W kwartalnej informacji o spółce Przedsiębiorstwo Komunikacji Samochodowej, jaką przedłożono zarządowi powiatu, wykazano na koniec czerwca stratę w kwocie ponad 267 tys. zł. Powiat nie zatwierdził wtedy jeszcze płatności za usługi i rzeczywistą stratę określono na poziomie 1 900 zł. Dodatkowo spółka czekała jeszcze na płatność za usługi w gminie Lyski. Te obiecano przekazać we wrześniu. Prezes spółki Damian Knura tłumaczył sytuację warunkami działania w pandemii. – Od kwietnia całkowicie załamała się sprzedaż biletów miesięcznych szkolnych będących głównym źródłem utrzymania spółki i zanikł popyt na przewozy komercyjne. Znacznie spadła liczba pasażerów dojeżdżających autobusami do i z pracy – wyjaśnił przed zarządem powiatu D. Knura.
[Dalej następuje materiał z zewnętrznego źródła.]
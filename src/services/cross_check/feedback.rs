use actix_web::{HttpRequest, HttpResponse, Result as ActixResult};

use super::{CrossCheckService, ensure_self_or_admin, load_cross_check_task, load_student};
use crate::errors::Result;
use crate::models::{
    ApiResponse,
    cross_check::{
        requests::StudentTaskPath,
        responses::{FeedbackComment, FeedbackResponse},
    },
    users::entities::User,
};
use crate::services::session_user;
use crate::storage::Storage;
use crate::utils::error_response;

/// 学生作业链接与收到的评语，不暴露评审人
pub async fn get_task_solution_feedback(
    storage: &dyn Storage,
    student_id: i64,
    course_task_id: i64,
) -> Result<FeedbackResponse> {
    let url = storage
        .get_task_solution(student_id, course_task_id)
        .await?
        .and_then(|solution| solution.url);

    let comments = storage
        .list_task_solution_results_for_student(student_id, course_task_id)
        .await?
        .into_iter()
        .filter(|result| !result.comment.trim().is_empty())
        .map(|result| FeedbackComment {
            comment: result.comment,
        })
        .collect();

    Ok(FeedbackResponse { url, comments })
}

pub async fn get_feedback(
    storage: &dyn Storage,
    path: &StudentTaskPath,
    user: &User,
) -> Result<FeedbackResponse> {
    ensure_self_or_admin(user, &path.github_id)?;

    let student = load_student(storage, path.course_id, &path.github_id).await?;
    let course_task = load_cross_check_task(storage, path.course_id, path.course_task_id).await?;

    get_task_solution_feedback(storage, student.id, course_task.id).await
}

pub async fn handle_get_feedback(
    service: &CrossCheckService,
    path: StudentTaskPath,
    request: &HttpRequest,
) -> ActixResult<HttpResponse> {
    let storage = service.get_storage(request);

    let result = async {
        let user = session_user(request)?;
        get_feedback(storage.as_ref(), &path, &user).await
    }
    .await;

    match result {
        Ok(feedback) => Ok(HttpResponse::Ok().json(ApiResponse::success(feedback, "Success"))),
        Err(e) => Ok(error_response(&e)),
    }
}
pub mod entities;
pub mod requests;
pub mod responses;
Efekt spadku przychodów PKS nie był widoczny w rozliczeniu marca, gdyż pasażerowie wykupili jeszcze bilety miesięczne. Dopiero w kwietniu przychody spółki znacząco spadły. Knura podał, że pierwsze dwa miesiące 2020 r. „zapowiadały względnie stabilną sytuację finansową spółki”. – Samorządy zabezpieczyły odpowiednie środki w swych budżetach i podpisały porozumienia w sprawie finansowania transportu. Rozkłady jazdy zostały zoptymalizowane i dostosowane do możliwości finansowych samorządów i potrzeb pasażerów. Wybuch pandemii spowodował, że optymistyczne prognozy nie sprawdziły się – usłyszeli członkowie zarządu powiatu. W starostwie zapoznano się z przewidywaną stratą na koniec roku, jeśli gminy nie wykupią biletów miesięcznych. Strata może wtedy wynieść około miliona złotych.